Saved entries
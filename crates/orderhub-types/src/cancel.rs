//! Escalated cancellation requests.

use chrono::{DateTime, Utc};
use serde::{Deserialize, Serialize};

use crate::OrderStatus;

/// A store's request to cancel an order outside the self-service window.
///
/// At most one request per order is `Pending` at any time.
#[derive(Debug, Clone, PartialEq, Eq, Serialize, Deserialize)]
pub struct OrderCancelRequest {
	pub id: u64,
	pub order_id: u64,
	pub store_id: u64,
	pub reason: String,
	pub status: CancelRequestStatus,
	#[serde(default, skip_serializing_if = "Option::is_none")]
	pub admin_id: Option<u64>,
	#[serde(default, skip_serializing_if = "Option::is_none")]
	pub admin_remark: Option<String>,
	pub created_at: DateTime<Utc>,
	#[serde(default, skip_serializing_if = "Option::is_none")]
	pub processed_at: Option<DateTime<Utc>>,
}

#[derive(Debug, Clone, Copy, PartialEq, Eq, Serialize, Deserialize)]
#[serde(rename_all = "snake_case")]
pub enum CancelRequestStatus {
	Pending,
	Approved,
	Rejected,
}

/// Admin decision on a pending request.
#[derive(Debug, Clone, Copy, PartialEq, Eq, Serialize, Deserialize)]
#[serde(rename_all = "snake_case")]
pub enum AuditDecision {
	Approve,
	Reject,
}

/// A request/order pair that violates the coupling rules.
#[derive(Debug, Clone, PartialEq, Eq, Serialize, Deserialize)]
pub struct Inconsistency {
	pub request_id: u64,
	pub order_id: u64,
	pub kind: InconsistencyKind,
	pub request_status: CancelRequestStatus,
	/// `None` when the referenced order is missing altogether.
	pub order_status: Option<OrderStatus>,
}

#[derive(Debug, Clone, Copy, PartialEq, Eq, Serialize, Deserialize)]
#[serde(rename_all = "snake_case")]
pub enum InconsistencyKind {
	/// An approved request whose order is not cancelled.
	ApprovedOnActiveOrder,
	/// A pending request whose order already reached a terminal status.
	PendingOnTerminalOrder,
}

impl OrderCancelRequest {
	pub fn is_pending(&self) -> bool {
		self.status == CancelRequestStatus::Pending
	}

	/// Checks this request against the current status of its order.
	pub fn inconsistency_with(&self, order_status: Option<OrderStatus>) -> Option<Inconsistency> {
		let kind = match (self.status, order_status) {
			(CancelRequestStatus::Approved, Some(OrderStatus::Cancelled)) => return None,
			(CancelRequestStatus::Approved, _) => InconsistencyKind::ApprovedOnActiveOrder,
			(CancelRequestStatus::Pending, Some(status)) if status.is_terminal() => {
				InconsistencyKind::PendingOnTerminalOrder
			},
			(CancelRequestStatus::Pending, None) => InconsistencyKind::PendingOnTerminalOrder,
			_ => return None,
		};
		Some(Inconsistency {
			request_id: self.id,
			order_id: self.order_id,
			kind,
			request_status: self.status,
			order_status,
		})
	}
}

#[cfg(test)]
mod tests {
	use super::*;

	fn request(status: CancelRequestStatus) -> OrderCancelRequest {
		OrderCancelRequest {
			id: 1,
			order_id: 2,
			store_id: 3,
			reason: "changed mind".into(),
			status,
			admin_id: None,
			admin_remark: None,
			created_at: Utc::now(),
			processed_at: None,
		}
	}

	#[test]
	fn test_detects_both_inconsistency_kinds() {
		let approved = request(CancelRequestStatus::Approved);
		assert!(approved
			.inconsistency_with(Some(OrderStatus::Cancelled))
			.is_none());
		assert_eq!(
			approved
				.inconsistency_with(Some(OrderStatus::Confirmed))
				.map(|i| i.kind),
			Some(InconsistencyKind::ApprovedOnActiveOrder)
		);

		let pending = request(CancelRequestStatus::Pending);
		assert!(pending
			.inconsistency_with(Some(OrderStatus::Confirmed))
			.is_none());
		assert_eq!(
			pending
				.inconsistency_with(Some(OrderStatus::Completed))
				.map(|i| i.kind),
			Some(InconsistencyKind::PendingOnTerminalOrder)
		);
	}

	#[test]
	fn test_rejected_requests_are_never_inconsistent() {
		let rejected = request(CancelRequestStatus::Rejected);
		for status in OrderStatus::all() {
			assert!(rejected.inconsistency_with(Some(status)).is_none());
		}
	}
}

▶ _Assignment_: Give the data back in full, matching it character for character.

▶ _Result of this exercise_:
filename crates/orderhub-types/src/cancel.rs
//! Escalated cancellation requests.

use chrono::{DateTime, Utc};
use serde::{Deserialize, Serialize};

use crate::OrderStatus;

/// A store's request to cancel an order outside the self-service window.
///
/// At most one request per order is `Pending` at any time.
#[derive(Debug, Clone, PartialEq, Eq, Serialize, Deserialize)]
pub struct OrderCancelRequest {
	pub id: u64,
	pub order_id: u64,
	pub store_id: u64,
	pub reason: String,
	pub status: CancelRequestStatus,
	#[serde(default, skip_serializing_if = "Option::is_none")]
	pub admin_id: Option<u64>,
	#[serde(default, skip_serializing_if = "Option::is_none")]
	pub admin_remark: Option<String>,
	pub created_at: DateTime<Utc>,
	#[serde(default, skip_serializing_if = "Option::is_none")]
	pub processed_at: Option<DateTime<Utc>>,
}

#[derive(Debug, Clone, Copy, PartialEq, Eq, Serialize, Deserialize)]
#[serde(rename_all = "snake_case")]
pub enum CancelRequestStatus {
	Pending,
	Approved,
	Rejected,
}

/// Admin decision on a pending request.
#[derive(Debug, Clone, Copy, PartialEq, Eq, Serialize, Deserialize)]
#[serde(rename_all = "snake_case")]
pub enum AuditDecision {
	Approve,
	Reject,
}

/// A request/order pair that violates the coupling rules.
#[derive(Debug, Clone, PartialEq, Eq, Serialize, Deserialize)]
pub struct Inconsistency {
	pub request_id: u64,
	pub order_id: u64,
	pub kind: InconsistencyKind,
	pub request_status: CancelRequestStatus,
	/// `None` when the referenced order is missing altogether.
	pub order_status: Option<OrderStatus>,
}

#[derive(Debug, Clone, Copy, PartialEq, Eq, Serialize, Deserialize)]
#[serde(rename_all = "snake_case")]
pub enum InconsistencyKind {
	/// An approved request whose order is not cancelled.
	ApprovedOnActiveOrder,
	/// A pending request whose order already reached a terminal status.
	PendingOnTerminalOrder,
}

impl OrderCancelRequest {
	pub fn is_pending(&self) -> bool {
		self.status == CancelRequestStatus::Pending
	}

	/// Checks this request against the current status of its order.
	pub fn inconsistency_with(&self, order_status: Option<OrderStatus>) -> Option<Inconsistency> {
		let kind = match (self.status, order_status) {
			(CancelRequestStatus::Approved, Some(OrderStatus::Cancelled)) => return None,
			(CancelRequestStatus::Approved, _) => InconsistencyKind::ApprovedOnActiveOrder,
			(CancelRequestStatus::Pending, Some(status)) if status.is_terminal() => {
				InconsistencyKind::PendingOnTerminalOrder
			},
			(CancelRequestStatus::Pending, None) => InconsistencyKind::PendingOnTerminalOrder,
			_ => return None,
		};
		Some(Inconsistency {
			request_id: self.id,
			order_id: self.order_id,
			kind,
			request_status: self.status,
			order_status,
		})
	}
}

#[cfg(test)]
mod tests {
	use super::*;

	fn request(status: CancelRequestStatus) -> OrderCancelRequest {
		OrderCancelRequest {
			id: 1,
			order_id: 2,
			store_id: 3,
			reason: "changed mind".into(),
			status,
			admin_id: None,
			admin_remark: None,
			created_at: Utc::now(),
			processed_at: None,
		}
	}

	#[test]
	fn test_detects_both_inconsistency_kinds() {
		let approved = request(CancelRequestStatus::Approved);
		assert!(approved
			.inconsistency_with(Some(OrderStatus::Cancelled))
			.is_none());
		assert_eq!(
			approved
				.inconsistency_with(Some(OrderStatus::Confirmed))
				.map(|i| i.kind),
			Some(InconsistencyKind::ApprovedOnActiveOrder)
		);

		let pending = request(CancelRequestStatus::Pending);
		assert!(pending
			.inconsistency_with(Some(OrderStatus::Confirmed))
			.is_none());
		assert_eq!(
			pending
				.inconsistency_with(Some(OrderStatus::Completed))
				.map(|i| i.kind),
			Some(InconsistencyKind::PendingOnTerminalOrder)
		);
	}

	#[test]
	fn test_rejected_requests_are_never_inconsistent() {
		let rejected = request(CancelRequestStatus::Rejected);
		for status in OrderStatus::all() {
			assert!(rejected.inconsistency_with(Some(status)).is_none());
		}
	}
}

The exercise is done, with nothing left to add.